- ISSN 2039-800X
Trimestrale online di cultura cinematografica
Diretto e fondato da Luigi Abiusi
anno VIII | UZAK 28/29 | autunno 2017 / inverno 2018

Willie’s Eye

Brian Wilson

One of the most important traits Willie Varela inherited from his mentor Stan Brakhage is his sense of light. Brakhage, a true master on par with Turner in terms of his ability to depict the subtle, almost imperceptible nuances of luminance, explored light in all its forms and through all possible variables. It was not only a physical force in Brakhage’s films, but a deeply conceptual one as well. Varela extends this approach, synthesizing it with his own unique aesthetic sensibility and cultural background to forge a vision truly his own.

In Ghost Town (1974), a super 8 short exploring the decaying remains of a small Southwestern mining town, Varela’s camera is animated, moving through and around the rotting structures. But he consistently interrupts this action, stepping away from the scene to gives us carefully composed establishing shots with bold, painterly streaks of light refracted across the frame. Other works, like Bent Light (1976), A Neon Crescent (1976) and Becky’s Eye (1977) move further into the realm of abstraction, exploring light in various forms and via various sources (a television screen, moonlight, fire, neon signs). Becky’s Eye may be the filmmaker’s own version of Brakhage’s The Text of Light (1974). In this film, described by Varela as “a study of sunlight refracted through drinking glasses,” a kaleidoscopic flurry of reds and yellows and oranges rapidly shifts and changes before the camera. At one point, macro imagery of a woman’s eye appears, organically mirroring the dance of light through translucent colored glass.

Varela embraced Brakhage’s philosophy of art as a function of daily living. Like his predecessor, Varela documented nearly every aspect of his personal life, and continually discovered new ways to depict on film what was both in front of the camera and within the filmmaker’s own consciousness. March 1979 (1979) and The Last Look (1981) reveal how the artist merges the quotidian with the more conceptual explorations of light, color and movement. Here we see home scenes (people moving about a house, children playing outside, the activities of a pet bird) intercut with complex portrayals of light, always on the border between the representational and the abstract. Making is Choosing: A Fragmented Life: A Broken Line: A Series of Observations (1989), Varela’s autobiographical masterpiece, extends this form even further. A fragmented, multi-episodic chronicle of the artist’s life over six years, the film shows us Varela’s home life: his pregnant wife speaking to the camera or putting on makeup, fragments of commercials and programs shot off a televisions screen, a neighborhood dog barking at the camera, even the birth of his daughter, just as Brakhage had shown us the birth of his five children in his own films.

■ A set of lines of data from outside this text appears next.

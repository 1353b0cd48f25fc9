//! HTTP route handlers for the Eventcast server.
//!
//! This module provides the HTTP endpoints:
//!
//! - `GET /ws` - WebSocket endpoint delivering event notifications
//! - `GET /health` - Health check endpoint
//!
//! # Architecture
//!
//! All routes share application state through [`AppState`], which contains:
//! - Configuration
//! - The connection registry and the dispatcher publishing into it
//! - The event catalog, whose changes are broadcast to every client
//! - The lifecycle handler driving each WebSocket connection
//! - The shutdown signal closing every connection on exit
//!
//! # Example
//!
//! ```rust,no_run
//! use eventcast_server::routes::{create_router, AppState};
//! use eventcast_server::config::Config;
//!
//! #[tokio::main]
//! async fn main() {
//!     let config = Config::from_env().expect("failed to load config");
//!     let state = AppState::new(config);
//!     let app = create_router(state);
//!
//!     let listener = tokio::net::TcpListener::bind("0.0.0.0:8080").await.unwrap();
//!     axum::serve(listener, app).await.unwrap();
//! }
//! ```

use std::sync::Arc;

use axum::{
    extract::{State, WebSocketUpgrade},
    response::Response,
    routing::get,
    Json, Router,
};
use serde::{Deserialize, Serialize};
use tokio::time::Instant;
use tower_http::cors::CorsLayer;
use tower_http::trace::TraceLayer;
use tracing::{debug, warn};

use crate::catalog::EventCatalog;
use crate::config::Config;
use crate::dispatch::BroadcastDispatcher;
use crate::error::ServerError;
use crate::lifecycle::{ConnectionLifecycleHandler, ShutdownSignal};
use crate::registry::ConnectionRegistry;

// ============================================================================
// Application State
// ============================================================================

/// Shared application state for all route handlers.
///
/// Every component is cheaply cloneable and shares its underlying state, so
/// the whole struct is cloned into each request handler.
#[derive(Debug, Clone)]
pub struct AppState {
    /// Server configuration.
    pub config: Arc<Config>,

    /// Live WebSocket connections.
    pub registry: ConnectionRegistry,

    /// Publishes notifications to every registered connection.
    pub dispatcher: BroadcastDispatcher,

    /// Event store whose changes are broadcast.
    ///
    /// No route calls it; the external business layer publishes through it.
    pub catalog: EventCatalog,

    /// Drives each upgraded connection until it closes.
    pub lifecycle: ConnectionLifecycleHandler,

    /// Fired on server shutdown to close every connection.
    pub shutdown: ShutdownSignal,

    /// Server start time for uptime calculation.
    pub start_time: Instant,
}

impl AppState {
    /// Creates a new application state with the given configuration.
    ///
    /// # Example
    ///
    /// ```rust,no_run
    /// use eventcast_server::routes::AppState;
    /// use eventcast_server::config::Config;
    ///
    /// let config = Config::from_env().expect("failed to load config");
    /// let state = AppState::new(config);
    /// ```
    #[must_use]
    pub fn new(config: Config) -> Self {
        let registry = ConnectionRegistry::new();
        let shutdown = ShutdownSignal::new();
        let dispatcher = BroadcastDispatcher::new(registry.clone(), config.send_timeout);
        let catalog = EventCatalog::new(dispatcher.clone());
        let lifecycle = ConnectionLifecycleHandler::new(registry.clone(), &config, shutdown.clone());

        Self {
            config: Arc::new(config),
            registry,
            dispatcher,
            catalog,
            lifecycle,
            shutdown,
            start_time: Instant::now(),
        }
    }
}

// ============================================================================
// Router
// ============================================================================

/// Creates the application router with all routes configured.
///
/// Responses carry permissive CORS headers and every request is traced.
pub fn create_router(state: AppState) -> Router {
    Router::new()
        .route("/ws", get(get_ws))
        .route("/health", get(get_health))
        .layer(CorsLayer::permissive())
        .layer(TraceLayer::new_for_http())
        .with_state(state)
}

// ============================================================================
// GET /ws - WebSocket Notifications
// ============================================================================

/// GET /ws - WebSocket endpoint for clients.
///
/// # WebSocket Protocol
///
/// Once connected, the server sends every event notification as a JSON text
/// message. Clients may send the text `ping` and receive `pong`; anything else
/// they send is ignored.
///
/// # Responses
///
/// - `101 Switching Protocols` - WebSocket upgrade successful
/// - `4xx` - Request was not a valid WebSocket upgrade
async fn get_ws(State(state): State<AppState>, ws: WebSocketUpgrade) -> Response {
    debug!("WebSocket client connecting");

    let lifecycle = state.lifecycle;
    ws.on_failed_upgrade(|err: axum::Error| {
        let err = ServerError::websocket(err.to_string());
        warn!(error = %err, "WebSocket upgrade failed");
    })
    .on_upgrade(move |socket| async move {
        lifecycle.run(socket).await;
    })
}

// ============================================================================
// GET /health - Health Check
// ============================================================================

/// Response body for health check endpoint.
#[derive(Debug, Serialize, Deserialize)]
pub struct HealthResponse {
    /// Server status (always "ok" if responding).
    pub status: String,

    /// Number of registered WebSocket connections.
    pub connections: usize,

    /// Server uptime in seconds.
    pub uptime_seconds: u64,
}

/// GET /health - Health check endpoint.
///
/// # Response
///
/// ```json
/// {
///   "status": "ok",
///   "connections": 42,
///   "uptime_seconds": 3600
/// }
/// ```
async fn get_health(State(state): State<AppState>) -> Json<HealthResponse> {
    let uptime = state.start_time.elapsed();

    Json(HealthResponse {
        status: "ok".to_string(),
        connections: state.registry.len().await,
        uptime_seconds: uptime.as_secs(),
    })
}

// ============================================================================
// Tests
// ============================================================================
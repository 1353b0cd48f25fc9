//! Eventcast Server - Main entry point.
//!
//! This binary starts the Eventcast notification hub with:
//! - Structured JSON logging for production
//! - Graceful shutdown handling (SIGTERM/SIGINT) that closes every
//!   WebSocket connection
//!
//! # Configuration
//!
//! See [`eventcast_server::config`] for environment variable configuration.
//!
//! # Example
//!
//! ```bash
//! PORT=8080 \
//! EVENTCAST_SEND_TIMEOUT_MS=2000 \
//! cargo run --release --bin eventcast-server
//! ```

use std::process::ExitCode;

use tokio::net::TcpListener;
use tokio::signal;
use tracing::{error, info, warn};
use tracing_subscriber::layer::SubscriberExt;
use tracing_subscriber::util::SubscriberInitExt;
use tracing_subscriber::{fmt, EnvFilter};

use eventcast_server::config::Config;
use eventcast_server::error::{Result, ServerError};
use eventcast_server::lifecycle::ShutdownSignal;
use eventcast_server::routes::{create_router, AppState};

#[tokio::main]
async fn main() -> ExitCode {
    init_logging();

    match run().await {
        Ok(()) => {
            info!("Server shutdown complete");
            ExitCode::SUCCESS
        }
        Err(err) => {
            if err.is_server_error() {
                error!(error = %err, "Server failed");
            } else {
                warn!(error = %err, "Server stopped");
            }
            if matches!(err, ServerError::Config(_)) {
                print_usage(&err);
            }
            ExitCode::from(1)
        }
    }
}

async fn run() -> Result<()> {
    let config = Config::from_env()?;

    info!(
        port = config.port,
        send_timeout_ms = config.send_timeout.as_millis() as u64,
        outbound_buffer = config.outbound_buffer,
        "Eventcast server starting"
    );

    let state = AppState::new(config.clone());
    let shutdown = state.shutdown.clone();
    let app = create_router(state);

    let bind_addr = format!("0.0.0.0:{}", config.port);
    let listener = TcpListener::bind(&bind_addr).await.map_err(|err| {
        ServerError::internal(format!("failed to bind to {bind_addr}: {err}"))
    })?;
    info!(port = config.port, address = %bind_addr, "Server listening");

    info!("Server ready to accept connections");
    axum::serve(listener, app)
        .with_graceful_shutdown(shutdown_on_signal(shutdown))
        .await
        .map_err(|err| ServerError::internal(format!("server error: {err}")))?;

    info!("Server shutting down gracefully");
    Ok(())
}

fn print_usage(err: &ServerError) {
    eprintln!("Error: {err}");
    eprintln!();
    eprintln!("Optional environment variables:");
    eprintln!("  PORT                       - HTTP server port (default: 8080)");
    eprintln!("  EVENTCAST_SEND_TIMEOUT_MS  - Per-connection send timeout in ms (default: 5000)");
    eprintln!("  EVENTCAST_OUTBOUND_BUFFER  - Frames queued per connection (default: 64)");
    eprintln!("  RUST_LOG                   - Log level filter (default: info)");
}

/// Initialize structured logging with tracing.
///
/// Configures JSON-formatted output with:
/// - Environment-based log level filtering via RUST_LOG
/// - Target and level information
fn init_logging() {
    let env_filter = EnvFilter::try_from_default_env()
        .unwrap_or_else(|_| EnvFilter::new("info,tower_http=debug,axum::rejection=trace"));

    let json_layer = fmt::layer()
        .json()
        .with_target(true)
        .with_level(true)
        .with_file(false)
        .with_line_number(false);

    tracing_subscriber::registry()
        .with(env_filter)
        .with(json_layer)
        .init();
}

/// Resolves on SIGINT or SIGTERM after firing `shutdown`, so open WebSocket
/// connections close and graceful shutdown can finish.
async fn shutdown_on_signal(shutdown: ShutdownSignal) {
    let ctrl_c = async {
        if let Err(err) = signal::ctrl_c().await {
            error!(error = %err, "Failed to install Ctrl+C handler");
            std::future::pending::<()>().await;
        }
    };

    #[cfg(unix)]
    let terminate = async {
        match signal::unix::signal(signal::unix::SignalKind::terminate()) {
            Ok(mut sigterm) => {
                sigterm.recv().await;
            }
            Err(err) => {
                error!(error = %err, "Failed to install SIGTERM handler");
                std::future::pending::<()>().await;
            }
        }
    };

    #[cfg(not(unix))]
    let terminate = std::future::pending::<()>();

    tokio::select! {
        _ = ctrl_c => {
            info!("Received SIGINT (Ctrl+C), initiating graceful shutdown");
        }
        _ = terminate => {
            info!("Received SIGTERM, initiating graceful shutdown");
        }
    }

    shutdown.trigger();
    info!("Closing open WebSocket connections");
}
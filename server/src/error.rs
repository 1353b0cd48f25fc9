//! Error types for the Eventcast server.
//!
//! This module defines the error hierarchy used throughout the server.
//!
//! # Error Types
//!
//! - [`DeliveryError`] - A broadcast frame could not be handed to one connection
//! - [`TransportError`] - The underlying socket failed while reading or writing
//! - [`ServerError`] - Top-level server errors encompassing all failure modes
//!
//! Delivery and transport errors never escape the connection/broadcast path:
//! the dispatcher and lifecycle handler recover from them locally by removing
//! the affected connection.

use std::error::Error;
use std::fmt;
use std::time::Duration;

use thiserror::Error as ThisError;

use crate::config::ConfigError;

/// Failure to enqueue a frame for a single connection.
#[derive(ThisError, Debug, Clone, Copy, PartialEq, Eq)]
pub enum DeliveryError {
    /// The connection's task has exited and its outbound queue is closed.
    #[error("connection closed")]
    Closed,

    /// The connection's outbound queue stayed full for the whole send window.
    #[error("send timed out after {0:?}")]
    TimedOut(Duration),
}

/// Failure of the transport carrying a connection.
#[derive(ThisError, Debug, Clone, PartialEq, Eq)]
pub enum TransportError {
    /// Reading from or writing to the transport failed.
    #[error("transport i/o failed: {0}")]
    Io(String),

    /// A write did not complete within the allowed time.
    #[error("transport write timed out after {0:?}")]
    TimedOut(Duration),
}

/// Top-level error type for the Eventcast server.
#[derive(Debug)]
pub enum ServerError {
    /// Configuration error during server initialization.
    Config(ConfigError),

    /// WebSocket connection or protocol error.
    ///
    /// Covers failed upgrades and transport failures surfaced outside the
    /// connection loop.
    WebSocket(String),

    /// Unexpected internal server error.
    Internal(String),
}

impl fmt::Display for ServerError {
    fn fmt(&self, f: &mut fmt::Formatter<'_>) -> fmt::Result {
        match self {
            Self::Config(err) => write!(f, "configuration error: {err}"),
            Self::WebSocket(msg) => write!(f, "websocket error: {msg}"),
            Self::Internal(msg) => write!(f, "internal server error: {msg}"),
        }
    }
}

impl Error for ServerError {
    fn source(&self) -> Option<&(dyn Error + 'static)> {
        match self {
            Self::Config(err) => Some(err),
            _ => None,
        }
    }
}

impl From<ConfigError> for ServerError {
    fn from(err: ConfigError) -> Self {
        Self::Config(err)
    }
}

impl ServerError {
    /// Creates a new WebSocket error.
    ///
    /// # Example
    ///
    /// ```rust
    /// use eventcast_server::error::ServerError;
    ///
    /// let err = ServerError::websocket("connection reset by peer");
    /// assert!(matches!(err, ServerError::WebSocket(_)));
    /// ```
    pub fn websocket(message: impl Into<String>) -> Self {
        Self::WebSocket(message.into())
    }

    /// Creates a new internal error.
    ///
    /// # Example
    ///
    /// ```rust
    /// use eventcast_server::error::ServerError;
    ///
    /// let err = ServerError::internal("listener closed");
    /// assert!(matches!(err, ServerError::Internal(_)));
    /// ```
    pub fn internal(message: impl Into<String>) -> Self {
        Self::Internal(message.into())
    }

    /// Returns `true` if this error indicates a server-side problem.
    pub fn is_server_error(&self) -> bool {
        matches!(self, Self::Internal(_) | Self::Config(_))
    }
}

/// A specialized Result type for server operations.
pub type Result<T> = std::result::Result<T, ServerError>;
//! Notification wire protocol for Eventcast clients.
//!
//! Every notification pushed to a connected client is a single JSON text frame
//! with exactly two fields:
//!
//! ```json
//! { "type": "joined_event", "data": { "id": 7, "participant": { "id": 3, "name": "Ann" } } }
//! ```
//!
//! The set of kinds is closed. Payload shapes of existing kinds are part of the
//! client compatibility contract; new kinds may be added, existing shapes may
//! not change.
//!
//! Clients may additionally send the plain-text liveness probe
//! [`PING`] and receive [`PONG`] in reply.

use chrono::NaiveDateTime;
use serde::{Deserialize, Serialize};

/// Inbound plain-text liveness probe.
pub const PING: &str = "ping";

/// Reply to [`PING`].
pub const PONG: &str = "pong";

/// Format used for event date-times on the wire and when creating events.
pub const DATE_TIME_FORMAT: &str = "%Y-%m-%d %H:%M:%S";

/// The kind of a notification, as carried in the `type` field.
#[derive(Debug, Clone, Copy, PartialEq, Eq, Hash, Serialize, Deserialize)]
#[serde(rename_all = "snake_case")]
pub enum NotificationKind {
    EventCreated,
    EventCanceled,
    JoinedEvent,
    LeftEvent,
}

impl NotificationKind {
    /// Returns the wire name of this kind.
    #[must_use]
    pub fn as_str(&self) -> &'static str {
        match self {
            Self::EventCreated => "event_created",
            Self::EventCanceled => "event_canceled",
            Self::JoinedEvent => "joined_event",
            Self::LeftEvent => "left_event",
        }
    }
}

impl std::fmt::Display for NotificationKind {
    fn fmt(&self, f: &mut std::fmt::Formatter<'_>) -> std::fmt::Result {
        f.write_str(self.as_str())
    }
}

/// A user as seen by other clients: identity and display name.
#[derive(Debug, Clone, PartialEq, Eq, Serialize, Deserialize)]
pub struct Participant {
    pub id: i64,
    pub name: String,
}

impl Participant {
    pub fn new(id: i64, name: impl Into<String>) -> Self {
        Self {
            id,
            name: name.into(),
        }
    }
}

/// Full public projection of an event, sent with `event_created`.
#[derive(Debug, Clone, PartialEq, Eq, Serialize, Deserialize)]
pub struct EventProjection {
    pub id: i64,
    pub title: String,
    #[serde(with = "date_time_format")]
    pub date_time: NaiveDateTime,
    /// Duration in whole minutes; rendered as a human-readable string.
    #[serde(with = "duration_format")]
    pub duration: i64,
    pub address: Option<String>,
    pub is_cancelled: bool,
}

/// Payload of `event_canceled`.
#[derive(Debug, Clone, Copy, PartialEq, Eq, Serialize, Deserialize)]
pub struct EventRef {
    pub id: i64,
}

/// Payload of `joined_event` and `left_event`.
#[derive(Debug, Clone, PartialEq, Eq, Serialize, Deserialize)]
pub struct ParticipantChange {
    pub id: i64,
    pub participant: Participant,
}

/// A change notification broadcast to every connected client.
///
/// Serializes adjacently tagged, producing the `{"type": ..., "data": ...}`
/// frame shape.
#[derive(Debug, Clone, PartialEq, Eq, Serialize, Deserialize)]
#[serde(tag = "type", content = "data", rename_all = "snake_case")]
pub enum Notification {
    EventCreated(EventProjection),
    EventCanceled(EventRef),
    JoinedEvent(ParticipantChange),
    LeftEvent(ParticipantChange),
}

impl Notification {
    pub fn event_created(event: EventProjection) -> Self {
        Self::EventCreated(event)
    }

    pub fn event_canceled(event_id: i64) -> Self {
        Self::EventCanceled(EventRef { id: event_id })
    }

    pub fn joined_event(event_id: i64, participant: Participant) -> Self {
        Self::JoinedEvent(ParticipantChange {
            id: event_id,
            participant,
        })
    }

    pub fn left_event(event_id: i64, participant: Participant) -> Self {
        Self::LeftEvent(ParticipantChange {
            id: event_id,
            participant,
        })
    }

    /// Returns the kind of this notification.
    #[must_use]
    pub fn kind(&self) -> NotificationKind {
        match self {
            Self::EventCreated(_) => NotificationKind::EventCreated,
            Self::EventCanceled(_) => NotificationKind::EventCanceled,
            Self::JoinedEvent(_) => NotificationKind::JoinedEvent,
            Self::LeftEvent(_) => NotificationKind::LeftEvent,
        }
    }

    /// Returns the id of the event this notification is about.
    #[must_use]
    pub fn event_id(&self) -> i64 {
        match self {
            Self::EventCreated(event) => event.id,
            Self::EventCanceled(event) => event.id,
            Self::JoinedEvent(change) | Self::LeftEvent(change) => change.id,
        }
    }

    /// Serializes this notification into a single wire frame.
    ///
    /// # Errors
    ///
    /// Returns an error if serialization fails.
    pub fn to_frame(&self) -> Result<String, serde_json::Error> {
        serde_json::to_string(self)
    }
}

/// Renders a duration in minutes the way clients display it.
///
/// - `"2 hours"` when there are no leftover minutes
/// - `"45 minutes"` when shorter than an hour
/// - `"1:05 hours"` otherwise
#[must_use]
pub fn format_duration(total_minutes: i64) -> String {
    let hours = total_minutes / 60;
    let minutes = total_minutes % 60;

    if minutes == 0 {
        format!("{hours} hours")
    } else if hours == 0 {
        format!("{minutes} minutes")
    } else {
        format!("{hours}:{minutes:02} hours")
    }
}

/// Parses a string produced by [`format_duration`] back into minutes.
///
/// Negative and overflowing values are rejected.
fn parse_duration(value: &str) -> Option<i64> {
    let total = if let Some(minutes) = value.strip_suffix(" minutes") {
        minutes.parse::<i64>().ok()?
    } else {
        let hours = value.strip_suffix(" hours")?;
        match hours.split_once(':') {
            Some((h, m)) => {
                let h: i64 = h.parse().ok()?;
                let m: i64 = m.parse().ok()?;
                if !(0..60).contains(&m) {
                    return None;
                }
                h.checked_mul(60)?.checked_add(m)?
            }
            None => hours.parse::<i64>().ok()?.checked_mul(60)?,
        }
    };

    (total >= 0).then_some(total)
}

mod date_time_format {
    use chrono::NaiveDateTime;
    use serde::{Deserialize, Deserializer, Serializer};

    use super::DATE_TIME_FORMAT;

    pub fn serialize<S>(value: &NaiveDateTime, serializer: S) -> Result<S::Ok, S::Error>
    where
        S: Serializer,
    {
        serializer.collect_str(&value.format(DATE_TIME_FORMAT))
    }

    pub fn deserialize<'de, D>(deserializer: D) -> Result<NaiveDateTime, D::Error>
    where
        D: Deserializer<'de>,
    {
        let raw = String::deserialize(deserializer)?;
        NaiveDateTime::parse_from_str(&raw, DATE_TIME_FORMAT).map_err(serde::de::Error::custom)
    }
}

mod duration_format {
    use serde::{Deserialize, Deserializer, Serializer};

    pub fn serialize<S>(minutes: &i64, serializer: S) -> Result<S::Ok, S::Error>
    where
        S: Serializer,
    {
        serializer.serialize_str(&super::format_duration(*minutes))
    }

    pub fn deserialize<'de, D>(deserializer: D) -> Result<i64, D::Error>
    where
        D: Deserializer<'de>,
    {
        let raw = String::deserialize(deserializer)?;
        super::parse_duration(&raw)
            .ok_or_else(|| serde::de::Error::custom(format!("invalid duration: {raw}")))
    }
}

Like Brakhage, Varela also deals with death. Juntos en la vide, unidos en la muerta (1985), shot at a cemetery near Varela’s El Paso home, is a poetic reflection on the afterlife. Varela doesn’t photograph the dead in the intensive manner Brakhage does in The Act of Seeing With One’s Own Eyes (1971), but confronts it in his own way, his camera warily but repeatedly approaching an open casket to show us the rotting corpse of a man, the film ending on a slow zoom into the skull. Varela intercuts these visions of death with visions of life (people communing on the streets, light emerging through a church window, light reflected off water). Another cemetery film, Recuerdos de flores muertas (1982), also gives glimpses of life amidst the dead. Varela’s sweeping, gestural camera movements across tombstones and monuments are juxtaposed with static shots depicting flowers, ants moving in and out of an anthill and carefully composed images of a statue and of an airplane moving across the sky with refracted light the centerpiece of the frame.

Varela even turned the camera onto his mentor for two portraits. The super 8 Stan & Jane Brakhage (1981) depicts the Brakhages visiting Varela at a San Juarez market. Varela shows us not only what the visitors to his home saw (a sleeping man next to a ruined column in the middle of the road, old women along the sidewalk, fruit vendors and their stands), but also creates personal portraits of them walking through the streets, talking at a restaurant, sitting in a hotel room. Stan Brakhage looks pensive throughout the film and Varela carefully studies him, creating an elliptical portrait that pays close attention to his subject’s features (his mouth, his eyes, how sunlight through the window plays off his silver hair). The film ends with Varela pointing his camera toward the sky, violently gesturing and fragmenting what he sees in what feels like an expelling of energies, perhaps reasserting his own voice in the face of his mentor.

The Extraordinary Day (2003), made in tribute to his mentor after his death, shows us a much older Brakhage, long divorced from Jane and living a new, final chapter of his life. We see Brakhage in his office at the University of Colorado, making phone calls while his sons Anton and Vaughn talk with one another, we see him walking through the corridors of an old building with the kids and his second wife, Marilyn. We see very little of Brakhage throughout the span of the 15-minute video, however. Varela uses the space to create rhythmic melodies of movement and light, birds outside his window, light across water, abstract patterns of color. These moments are quiet, reflective, Varela’s own metaphorical funeral for an old friend.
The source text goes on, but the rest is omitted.